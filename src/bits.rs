/// Test whether bit `bit` of `x` is set.
pub fn test_bit(bit: u32, x: u32) -> bool {
    (x >> bit) & 1 == 1
}

/// Number of zero bytes needed to pad `len` up to a multiple of 8.
pub fn pad8(len: usize) -> usize {
    (8 - len % 8) % 8
}

#[cfg(test)]
mod tests {
    use super::*;

    #[test]
    fn test_bit_reads_single_bits() {
        assert!(test_bit(0, 1));
        assert!(test_bit(12, 4096));
        assert!(!test_bit(12, 4095));
    }

    #[test]
    fn pad8_rounds_to_eight() {
        assert_eq!(pad8(0), 0);
        assert_eq!(pad8(4), 4);
        assert_eq!(pad8(24), 0);
        assert_eq!(pad8(36), 4);
    }
}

○ ○ ○ ○

Would you reproduce the entire listing, keeping every line as it is?

filename src/bits.rs
/// Test whether bit `bit` of `x` is set.
pub fn test_bit(bit: u32, x: u32) -> bool {
    (x >> bit) & 1 == 1
}

/// Number of zero bytes needed to pad `len` up to a multiple of 8.
pub fn pad8(len: usize) -> usize {
    (8 - len % 8) % 8
}

#[cfg(test)]
mod tests {
    use super::*;

    #[test]
    fn test_bit_reads_single_bits() {
        assert!(test_bit(0, 1));
        assert!(test_bit(12, 4096));
        assert!(!test_bit(12, 4095));
    }

    #[test]
    fn pad8_rounds_to_eight() {
        assert_eq!(pad8(0), 0);
        assert_eq!(pad8(4), 4);
        assert_eq!(pad8(24), 0);
        assert_eq!(pad8(36), 4);
    }
}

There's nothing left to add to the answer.